FatherSon Ventures

Building a Relationship through Adventure

Surviving Marital Discord

Written By: Scot Butwell - Jan• 25•13

RSCN1935Recently, my wife got upset with me because she couldn’t find the fabric dryer sheets in the kitchen cabinet under the sink. She demanded I look for them after she briefly looked for and couldn’t find the sheets.

The tone of voice made my nerves cringe, and I did not have the  opportunity to tell her I must have moved the sheets from the right to left side of the cabinet the last time I helped out with the laundry.

It was really simple. Look on both sides of the kitchen cabinet and the dryer sheets would have been found and the situation would not have intensified. However, you are smart enough to know that’s not how it happens.

“What’s THIS?” the Wife screamed in my direction, holding out a plastic bag with Gain detergent and a box of chocolate brownie squares.

“It’s brownies,” I said calmly.  “I must have forgotten to take them out of the bag from my trip to Target.”

My reasonable answer, combined with the absurdity of a conflict over fabric dryer sheets and brownie squares, didn’t make the situation any better.

And it’s probably best to leave out details about what happened next. I will just say it could have been avoided with a much less emotional approach.
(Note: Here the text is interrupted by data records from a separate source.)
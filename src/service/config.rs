//! Service configuration file support

use crate::service::SERVICE_NAME;
use crate::worker::WorkerConfig;
use serde::{Deserialize, Serialize};
use std::path::{Path, PathBuf};
use std::time::Duration;

/// Service configuration loaded from a TOML file
#[derive(Debug, Clone, Serialize, Deserialize)]
#[serde(default)]
pub struct ServiceConfig {
    /// Arguments handed to the worker entry point
    #[serde(default)]
    pub arguments: Vec<String>,

    /// Delay between work loop iterations in milliseconds
    pub pace_ms: u64,

    /// Longest sleep between stop checks in milliseconds
    pub stop_check_ms: u64,

    /// Iterations before the worker finishes on its own (0 = run until stopped)
    #[serde(default)]
    pub max_iterations: u64,

    /// Log level (trace, debug, info, warn, error)
    pub log_level: String,

    /// Log file path (empty = log to the console)
    #[serde(default)]
    pub log_file: String,
}

impl Default for ServiceConfig {
    fn default() -> Self {
        Self {
            arguments: Vec::new(),
            pace_ms: 100,
            stop_check_ms: 10,
            max_iterations: 0,
            log_level: "info".to_string(),
            log_file: String::new(),
        }
    }
}

impl ServiceConfig {
    /// Load configuration from a TOML file
    pub fn load<P: AsRef<Path>>(path: P) -> Result<Self, ConfigError> {
        let content = std::fs::read_to_string(path.as_ref()).map_err(|e| ConfigError::Io {
            path: path.as_ref().to_string_lossy().to_string(),
            source: e,
        })?;

        toml::from_str(&content).map_err(|e| ConfigError::Parse {
            path: path.as_ref().to_string_lossy().to_string(),
            source: e,
        })
    }

    /// Load configuration from default locations
    ///
    /// Searches in order:
    /// 1. Same directory as executable: svcrun.toml
    /// 2. User config directory: svcrun/config.toml
    pub fn load_default() -> Result<Self, ConfigError> {
        if let Some(path) = Self::exe_dir_config() {
            if path.exists() {
                return Self::load(&path);
            }
        }

        if let Some(path) = Self::user_config() {
            if path.exists() {
                return Self::load(&path);
            }
        }

        // Return default config if no file found
        Ok(Self::default())
    }

    /// Save configuration to a TOML file
    pub fn save<P: AsRef<Path>>(&self, path: P) -> Result<(), ConfigError> {
        let content = toml::to_string_pretty(self).map_err(ConfigError::Serialize)?;

        // Create parent directories if needed
        if let Some(parent) = path.as_ref().parent() {
            std::fs::create_dir_all(parent).map_err(|e| ConfigError::Io {
                path: parent.to_string_lossy().to_string(),
                source: e,
            })?;
        }

        std::fs::write(path.as_ref(), content).map_err(|e| ConfigError::Io {
            path: path.as_ref().to_string_lossy().to_string(),
            source: e,
        })
    }

    /// Convert to the worker's runtime pacing configuration
    pub fn to_worker_config(&self) -> WorkerConfig {
        WorkerConfig {
            pace: Duration::from_millis(self.pace_ms),
            stop_check_interval: Duration::from_millis(self.stop_check_ms.max(1)),
        }
    }

    /// Iteration limit as the workload expects it
    pub fn iteration_limit(&self) -> Option<u64> {
        if self.max_iterations == 0 {
            None
        } else {
            Some(self.max_iterations)
        }
    }

    fn exe_dir_config() -> Option<PathBuf> {
        let exe_path = std::env::current_exe().ok()?;
        Some(exe_path.parent()?.join(format!("{}.toml", SERVICE_NAME)))
    }

    fn user_config() -> Option<PathBuf> {
        Some(dirs::config_dir()?.join(SERVICE_NAME).join("config.toml"))
    }

    /// Generate a sample configuration file content
    pub fn sample_config() -> String {
        r#"# Svcrun worker configuration

# Arguments handed to the worker entry point
# Example: arguments = ["a", "b"]
arguments = []

# Delay between work loop iterations in milliseconds (default: 100)
pace_ms = 100

# Longest sleep between stop checks in milliseconds (default: 10)
# Stop latency is bounded by one iteration plus this interval.
stop_check_ms = 10

# Iterations before the worker finishes on its own (0 = run until stopped)
max_iterations = 0

# Log level: trace, debug, info, warn, error (default: info)
log_level = "info"

# Log file path (empty = log to the console)
# Example: log_file = "/var/log/svcrun.log"
log_file = ""
"#
        .to_string()
    }
}

/// Configuration error types
#[derive(Debug)]
pub enum ConfigError {
    /// IO error reading/writing config file
    Io {
        path: String,
        source: std::io::Error,
    },
    /// Error parsing TOML
    Parse {
        path: String,
        source: toml::de::Error,
    },
    /// Error serializing config
    Serialize(toml::ser::Error),
}

impl std::fmt::Display for ConfigError {
    fn fmt(&self, f: &mut std::fmt::Formatter<'_>) -> std::fmt::Result {
        match self {
            ConfigError::Io { path, source } => {
                write!(f, "Failed to read config file '{}': {}", path, source)
            }
            ConfigError::Parse { path, source } => {
                write!(f, "Failed to parse config file '{}': {}", path, source)
            }
            ConfigError::Serialize(e) => write!(f, "Failed to serialize config: {}", e),
        }
    }
}

impl std::error::Error for ConfigError {
    fn source(&self) -> Option<&(dyn std::error::Error + 'static)> {
        match self {
            ConfigError::Io { source, .. } => Some(source),
            ConfigError::Parse { source, .. } => Some(source),
            ConfigError::Serialize(e) => Some(e),
        }
    }
}
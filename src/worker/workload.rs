//! Per-iteration units of work executed by the run loop

use crate::error::WorkloadError;
use crate::worker::sink::ProgressSink;

/// Outcome of one unit of work
#[derive(Debug, Clone, Copy, PartialEq, Eq)]
pub enum Step {
    /// More work remains
    Continue,
    /// Natural termination condition reached
    Done,
}

/// One unit of work at a time, driven by [`ServiceWorker::run`]
///
/// The run loop owns pacing and stop checks; implementations own the
/// work. A tick must make bounded-time forward progress - a tick that
/// blocks indefinitely delays the stop check by the same amount.
///
/// [`ServiceWorker::run`]: crate::worker::ServiceWorker::run
pub trait Workload: Send {
    /// One-time setup before the first tick
    fn setup(&mut self, _args: &[String], _sink: &dyn ProgressSink) -> Result<(), WorkloadError> {
        Ok(())
    }

    /// Execute one bounded unit of work
    fn tick(&mut self, iteration: u64, sink: &dyn ProgressSink) -> Result<Step, WorkloadError>;

    /// Teardown; runs on every exit path, including after a failed tick
    fn teardown(&mut self, _sink: &dyn ProgressSink) {}
}

/// Demo workload: announces its arguments, then counts iterations
///
/// With a limit of 0 it runs until the host requests a stop; otherwise
/// the limit is its natural termination condition.
pub struct CounterWorkload {
    limit: u64,
}

impl CounterWorkload {
    /// Create a counter that runs until stopped
    pub fn unbounded() -> Self {
        Self { limit: 0 }
    }

    /// Create a counter that finishes on its own after `limit` ticks
    pub fn with_limit(limit: u64) -> Self {
        Self { limit }
    }
}

impl Workload for CounterWorkload {
    fn setup(&mut self, args: &[String], sink: &dyn ProgressSink) -> Result<(), WorkloadError> {
        sink.emit("service starting");
        if !args.is_empty() {
            sink.emit("input arguments:");
            for arg in args {
                sink.emit(arg);
            }
        }
        Ok(())
    }

    fn tick(&mut self, iteration: u64, sink: &dyn ProgressSink) -> Result<Step, WorkloadError> {
        sink.emit(&format!("service counter: {}", iteration));

        if self.limit != 0 && iteration + 1 >= self.limit {
            return Ok(Step::Done);
        }

        Ok(Step::Continue)
    }

    fn teardown(&mut self, sink: &dyn ProgressSink) {
        sink.emit("service has stopped");
    }
}

#[cfg(test)]
mod tests {
    use super::*;
    use crate::worker::sink::MemorySink;

    #[test]
    fn test_counter_finishes_at_limit() {
        let mut counter = CounterWorkload::with_limit(3);
        let sink = MemorySink::new();

        assert_eq!(counter.tick(0, &sink).unwrap(), Step::Continue);
        assert_eq!(counter.tick(1, &sink).unwrap(), Step::Continue);
        assert_eq!(counter.tick(2, &sink).unwrap(), Step::Done);

        assert_eq!(
            sink.lines(),
            vec![
                "service counter: 0",
                "service counter: 1",
                "service counter: 2"
            ]
        );
    }

    #[test]
    fn test_unbounded_counter_never_finishes_on_its_own() {
        let mut counter = CounterWorkload::unbounded();
        let sink = MemorySink::new();

        for i in 0..100 {
            assert_eq!(counter.tick(i, &sink).unwrap(), Step::Continue);
        }
    }

    #[test]
    fn test_setup_announces_arguments() {
        let mut counter = CounterWorkload::unbounded();
        let sink = MemorySink::new();

        let args = vec!["a".to_string(), "b".to_string()];
        counter.setup(&args, &sink).unwrap();

        let lines = sink.lines();
        assert!(lines.contains(&"a".to_string()));
        assert!(lines.contains(&"b".to_string()));
    }
}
We’re both Christians, and we’ve had hundreds of these types of conflicts throughout our 15 years of marriage. We know 1 Corinthians 13: Love is patient, love is kind…it is not easily angered, it keeps no record of wrongs.

You’d think we’d wise up, learn from our bad communication, and talk kindly to one another. And I am sure these arguments do not provide a good model for our son.

So I left the house and went to McDonalds for a cup of coffee. It was quiet and peaceful, and I considered staying a long time, but after a while I checked the time. It was 6:46, and my son’s bedtime story time was inching closer and closer.

My first thought was to let the Wife handle story time (I am not sure if I had retribution in mind), but then I started thinking about how D might feel if I did not show up for his bedtime story.

I had two choices, and I knew I’d be leaving McDonalds soon.

The Wife was video recording D reading his favorite book when I came in. I slid next to him on the sofa and put my arm around his shoulder as he read the story of a little red hen.

When he finished, he ran to get a book from his bedroom for storytime. Sometimes, he comes back with two or three books, but tonight he just brought one: a book about telling time.

We talked about the pictures, and it wasn’t really a story, but we discussed  the pictures as we snuggled on the sofa, and that was fine with me.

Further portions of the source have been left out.